The Wall Street Journal asks the question (subscription required) "Is the government charging too little for the remains of failed mortgage lender IndyMac?"The FDIC sold the corpse of IndyMac to a consortium of hedge funds run by a slew of highly-respected investors. The deal even includes a loss-sharing agreement.
The specifics of the deal are admittedly far beyond my understanding, but here's my questions: The Treasury has spent hundreds of millions of dollars buying "bad assets" from various banks -- why didn't these brilliant hedge fund managers go and outbid the Treasury for those assets instead of buying IndyMac from the FDIC?
Presumably, they think this represents a better opportunity.

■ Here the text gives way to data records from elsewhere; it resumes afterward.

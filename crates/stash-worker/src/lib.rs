//! Video ingestion worker.
//!
//! This crate provides:
//! - The per-video processing pipeline (probe, poster, transcode, status)
//! - Job executor with bounded concurrency, retries and dead-lettering
//! - Structured job logging and pipeline metrics
//! - Graceful shutdown

pub mod config;
pub mod error;
pub mod executor;
pub mod logging;
pub mod metrics;
pub mod pipeline;

pub use config::WorkerConfig;
pub use error::{WorkerError, WorkerResult};
pub use executor::JobExecutor;
pub use logging::JobLogger;
pub use pipeline::{PipelineOutcome, TranscodeReport, VideoPipeline};
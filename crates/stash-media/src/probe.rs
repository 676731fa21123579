//! FFprobe media inspection.

use async_trait::async_trait;
use serde::{Deserialize, Serialize};
use std::path::Path;
use std::process::Stdio;
use tokio::process::Command;
use tracing::debug;

use crate::command::check_ffprobe;
use crate::error::{MediaError, MediaResult};

/// Structural metadata of one source file.
///
/// `valid` only says a decodable video stream with real dimensions was
/// found. It does not promise that encoding will succeed.
#[derive(Debug, Clone, PartialEq, Serialize, Deserialize)]
pub struct ProbeResult {
    /// First video stream codec as ffprobe names it (e.g. "h264", "vp9")
    pub video_codec: Option<String>,
    /// First audio stream codec; `None` for silent video
    pub audio_codec: Option<String>,
    pub width: u32,
    pub height: u32,
    /// Seconds, fractional
    pub duration: f64,
    /// Lowercase file extension without the dot (e.g. "mp4", "mov")
    pub container: String,
    pub byte_size: u64,
    pub valid: bool,
}

impl ProbeResult {
    /// Duration truncated to whole seconds, as persisted on the record.
    pub fn duration_secs(&self) -> u32 {
        if self.duration.is_finite() && self.duration > 0.0 {
            self.duration.trunc().min(u32::MAX as f64) as u32
        } else {
            0
        }
    }
}

/// Capability to inspect a local media file.
#[async_trait]
pub trait MediaProber: Send + Sync {
    async fn probe(&self, path: &Path) -> MediaResult<ProbeResult>;
}

/// [`MediaProber`] backed by the `ffprobe` binary.
#[derive(Debug, Clone, Default)]
pub struct Ffprobe;

#[async_trait]
impl MediaProber for Ffprobe {
    async fn probe(&self, path: &Path) -> MediaResult<ProbeResult> {
        if !path.exists() {
            return Err(MediaError::FileNotFound(path.to_path_buf()));
        }

        check_ffprobe()?;

        let output = Command::new("ffprobe")
            .args([
                "-v",
                "quiet",
                "-print_format",
                "json",
                "-show_format",
                "-show_streams",
            ])
            .arg(path)
            .stdin(Stdio::null())
            .stdout(Stdio::piped())
            .stderr(Stdio::piped())
            .kill_on_drop(true)
            .output()
            .await?;

        if !output.status.success() {
            return Err(MediaError::FfprobeFailed {
                message: format!("FFprobe exited with {}", output.status),
                stderr: Some(String::from_utf8_lossy(&output.stderr).to_string()),
            });
        }

        let mut result = parse_ffprobe_output(&output.stdout, path)?;

        // Some containers omit format.size
        if result.byte_size == 0 {
            result.byte_size = tokio::fs::metadata(path).await?.len();
        }

        debug!(
            path = %path.display(),
            video_codec = ?result.video_codec,
            audio_codec = ?result.audio_codec,
            width = result.width,
            height = result.height,
            duration = result.duration,
            valid = result.valid,
            "Probed media file"
        );

        Ok(result)
    }
}

/// FFprobe JSON output format.
#[derive(Debug, Deserialize)]
struct FfprobeOutput {
    #[serde(default)]
    format: Option<FfprobeFormat>,
    #[serde(default)]
    streams: Vec<FfprobeStream>,
}

#[derive(Debug, Deserialize)]
struct FfprobeFormat {
    duration: Option<String>,
    size: Option<String>,
}

#[derive(Debug, Deserialize)]
struct FfprobeStream {
    codec_type: Option<String>,
    codec_name: Option<String>,
    width: Option<u32>,
    height: Option<u32>,
    duration: Option<String>,
}

/// Parse `ffprobe -print_format json -show_format -show_streams` output.
///
/// The container is taken from `path`'s extension. Malformed JSON is an
/// error; a well-formed document without a usable video stream yields
/// `valid == false`.
pub fn parse_ffprobe_output(json: &[u8], path: &Path) -> MediaResult<ProbeResult> {
    let probe: FfprobeOutput = serde_json::from_slice(json)?;

    let stream_of = |kind: &str| {
        probe
            .streams
            .iter()
            .find(|s| s.codec_type.as_deref() == Some(kind))
    };
    let video = stream_of("video");
    let audio = stream_of("audio");

    let format = probe.format.as_ref();
    let duration = format
        .and_then(|f| f.duration.as_deref())
        .or_else(|| video.and_then(|s| s.duration.as_deref()))
        .and_then(|d| d.parse::<f64>().ok())
        .filter(|d| d.is_finite() && *d >= 0.0)
        .unwrap_or(0.0);
    let byte_size = format
        .and_then(|f| f.size.as_deref())
        .and_then(|s| s.parse::<u64>().ok())
        .unwrap_or(0);

    let width = video.and_then(|s| s.width).unwrap_or(0);
    let height = video.and_then(|s| s.height).unwrap_or(0);

    Ok(ProbeResult {
        video_codec: video.and_then(|s| s.codec_name.clone()),
        audio_codec: audio.and_then(|s| s.codec_name.clone()),
        width,
        height,
        duration,
        container: container_of(path),
        byte_size,
        valid: video.is_some() && width > 0 && height > 0,
    })
}

fn container_of(path: &Path) -> String {
    path.extension()
        .map(|ext| ext.to_string_lossy().to_ascii_lowercase())
        .unwrap_or_default()
}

Our federal government is currently buying assets that private investors don't want while selling them stuff that they do. And who gets to decide what to sell and what to buy? Not the federal government!

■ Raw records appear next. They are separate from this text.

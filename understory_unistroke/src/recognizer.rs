// Copyright 2025 the Understory Authors
// SPDX-License-Identifier: Apache-2.0 OR MIT

use alloc::string::String;
use alloc::vec::Vec;

use kurbo::Point;
use tracing::{debug, trace};

use crate::collector::MatchCollector;
use crate::config::RecognizerConfig;
use crate::error::RecognizeError;
use crate::metric::{Metric, distance_at_best_angle, optimal_cosine_distance, score_from_distance};
use crate::normalize::normalize;
use crate::template::{Template, TemplateStore};
use crate::vectorize::vectorize;

/// Name reported by [`Recognition::NoMatch`].
pub const NO_MATCH_NAME: &str = "no match";

/// A template that matched an input stroke.
#[derive(Clone, Debug, PartialEq)]
pub struct Match {
    /// Name of the matched template.
    pub name: String,
    /// `1 − distance / (π/2)`. Not clamped, so it can leave `[0, 1]`.
    pub score: f64,
    /// Raw distance under the metric that produced this match.
    pub distance: f64,
    /// Registration index of the matched template.
    pub index: usize,
}

/// Outcome of [`Recognizer::recognize`].
#[derive(Clone, Debug, PartialEq)]
pub enum Recognition {
    /// The closest template.
    Match(Match),
    /// No template was available to compare against.
    NoMatch,
}

impl Recognition {
    /// Name of the matched template, or [`NO_MATCH_NAME`].
    pub fn name(&self) -> &str {
        match self {
            Self::Match(m) => &m.name,
            Self::NoMatch => NO_MATCH_NAME,
        }
    }

    /// Score of the match, or `0.0` for [`Recognition::NoMatch`].
    pub fn score(&self) -> f64 {
        match self {
            Self::Match(m) => m.score,
            Self::NoMatch => 0.0,
        }
    }

    /// Returns `true` when a template matched.
    pub fn is_match(&self) -> bool {
        matches!(self, Self::Match(_))
    }

    /// Borrows the match, if any.
    pub fn as_match(&self) -> Option<&Match> {
        match self {
            Self::Match(m) => Some(m),
            Self::NoMatch => None,
        }
    }

    /// Consumes the recognition, returning the match, if any.
    pub fn into_match(self) -> Option<Match> {
        match self {
            Self::Match(m) => Some(m),
            Self::NoMatch => None,
        }
    }
}

/// Template registry plus the matching engine.
///
/// Registration takes `&mut self` and recognition `&self`, so concurrent
/// recognitions can share a recognizer (for example behind an `RwLock`)
/// while registration stays exclusive.
///
/// ```
/// use kurbo::Point;
/// use understory_unistroke::{Metric, Recognizer};
///
/// let mut recognizer = Recognizer::new();
/// let caret = [
///     Point::new(0.0, 100.0),
///     Point::new(50.0, 0.0),
///     Point::new(100.0, 100.0),
/// ];
/// recognizer.add_template("caret", &caret).unwrap();
/// recognizer
///     .add_template("line", &[Point::new(0.0, 0.0), Point::new(100.0, 0.0)])
///     .unwrap();
///
/// let drawn = [
///     Point::new(210.0, 330.0),
///     Point::new(260.0, 225.0),
///     Point::new(305.0, 328.0),
/// ];
/// let result = recognizer.recognize_with(&drawn, Metric::Protractor).unwrap();
/// assert_eq!(result.name(), "caret");
/// assert!(result.score() > 0.9);
/// ```
#[derive(Clone, Debug, Default)]
pub struct Recognizer {
    config: RecognizerConfig,
    templates: TemplateStore,
}

/// Input normalized for one metric.
enum Prepared {
    Path(Vec<Point>),
    Vector(Vec<f64>),
}

impl Recognizer {
    /// Creates a recognizer with [`RecognizerConfig::default`].
    pub fn new() -> Self {
        Self::default()
    }

    /// Creates a recognizer with a custom configuration.
    pub fn with_config(config: RecognizerConfig) -> Result<Self, RecognizeError> {
        config.validate()?;
        Ok(Self {
            config,
            templates: TemplateStore::new(),
        })
    }

    /// The configuration applied to templates and input.
    pub fn config(&self) -> &RecognizerConfig {
        &self.config
    }

    /// Registered templates, in registration order.
    pub fn templates(&self) -> &TemplateStore {
        &self.templates
    }

    /// Normalizes `points` and registers them as a template called `name`.
    ///
    /// Returns the registration index. On error nothing is registered.
    pub fn add_template(
        &mut self,
        name: impl Into<String>,
        points: &[Point],
    ) -> Result<usize, RecognizeError> {
        let template = Template::new(name, points, &self.config)?;
        Ok(self.push(template))
    }

    /// Registers a template built elsewhere.
    ///
    /// The template must have been normalized with the same configuration as
    /// this recognizer; only the point count can be checked here.
    pub fn insert_template(&mut self, template: Template) -> Result<usize, RecognizeError> {
        let found = template.points().len();
        if found != self.config.point_count {
            return Err(RecognizeError::PointCountMismatch {
                expected: self.config.point_count,
                found,
            });
        }
        Ok(self.push(template))
    }

    /// Removes every template called `name`. Returns how many were removed.
    pub fn remove_templates(&mut self, name: &str) -> usize {
        let removed = self.templates.remove_named(name);
        debug!(name, removed, "removed templates");
        removed
    }

    /// Removes every template.
    pub fn clear_templates(&mut self) {
        self.templates.clear();
    }

    /// Recognizes `points` with the configured [`Metric`].
    pub fn recognize(&self, points: &[Point]) -> Result<Recognition, RecognizeError> {
        self.recognize_with(points, self.config.metric)
    }

    /// Recognizes `points` with an explicit metric.
    ///
    /// An empty registry yields [`Recognition::NoMatch`] without looking at
    /// the input. Otherwise the closest template wins; among equally close
    /// templates the first registered wins.
    pub fn recognize_with(
        &self,
        points: &[Point],
        metric: Metric,
    ) -> Result<Recognition, RecognizeError> {
        if self.templates.is_empty() {
            debug!("no templates registered");
            return Ok(Recognition::NoMatch);
        }
        let input = self.prepare(points, metric)?;

        let mut best = None;
        let mut best_distance = f64::INFINITY;
        for ((index, distance), template) in self
            .distances(&input)
            .into_iter()
            .enumerate()
            .zip(&self.templates)
        {
            trace!(index, distance, "measured template");
            if distance < best_distance {
                best_distance = distance;
                best = Some((index, template));
            }
        }
        let Some((index, template)) = best else {
            return Ok(Recognition::NoMatch);
        };
        let found = Match {
            name: template.name().into(),
            score: score_from_distance(best_distance),
            distance: best_distance,
            index,
        };
        debug!(name = %found.name, score = found.score, ?metric, "recognized stroke");
        Ok(Recognition::Match(found))
    }

    /// Up to `limit` matches ordered by descending score, one per template
    /// name.
    ///
    /// Equal scores keep registration order. An empty registry or a zero
    /// `limit` yields an empty list.
    pub fn recognize_n_best(
        &self,
        points: &[Point],
        metric: Metric,
        limit: usize,
    ) -> Result<Vec<Match>, RecognizeError> {
        if self.templates.is_empty() || limit == 0 {
            return Ok(Vec::new());
        }
        let input = self.prepare(points, metric)?;
        let mut collector = MatchCollector::new(limit);
        for ((index, distance), template) in self
            .distances(&input)
            .into_iter()
            .enumerate()
            .zip(&self.templates)
        {
            collector.file(Match {
                name: template.name().into(),
                score: score_from_distance(distance),
                distance,
                index,
            });
        }
        Ok(collector.into_matches())
    }

    fn push(&mut self, template: Template) -> usize {
        let name = String::from(template.name());
        let index = self.templates.push(template);
        debug!(%name, index, "registered template");
        index
    }

    fn prepare(&self, points: &[Point], metric: Metric) -> Result<Prepared, RecognizeError> {
        let path = normalize(points, &self.config)?;
        Ok(match metric {
            Metric::RotationSearch => Prepared::Path(path),
            Metric::Protractor => Prepared::Vector(vectorize(&path)?),
        })
    }

    fn distance_to(&self, input: &Prepared, template: &Template) -> f64 {
        match input {
            Prepared::Path(path) => distance_at_best_angle(
                path,
                template.points(),
                -self.config.angle_range..=self.config.angle_range,
                self.config.angle_precision,
            ),
            Prepared::Vector(vector) => optimal_cosine_distance(template.vector(), vector),
        }
    }

    /// Distances to every template, in registration order.
    #[cfg(not(feature = "parallel"))]
    fn distances(&self, input: &Prepared) -> Vec<f64> {
        self.templates
            .iter()
            .map(|template| self.distance_to(input, template))
            .collect()
    }

    /// Distances to every template, in registration order.
    #[cfg(feature = "parallel")]
    fn distances(&self, input: &Prepared) -> Vec<f64> {
        use rayon::prelude::*;

        self.templates
            .as_slice()
            .par_iter()
            .map(|template| self.distance_to(input, template))
            .collect()
    }
}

Something tells me the taxpayer will be the one who gets screwed. But that's nothing new.











Reader Comments (Page 1 of 1)
1-05-2009 @ 10:08PM
VC said...
Will the cash depositors get any, if not all of their money back?
1-05-2009 @ 12:43PM
Bob Moore said...
How would you expect the Feds to do any better this time around. The RTC made about every mistake possible by selling good assets too cheap and keeping the junk too long.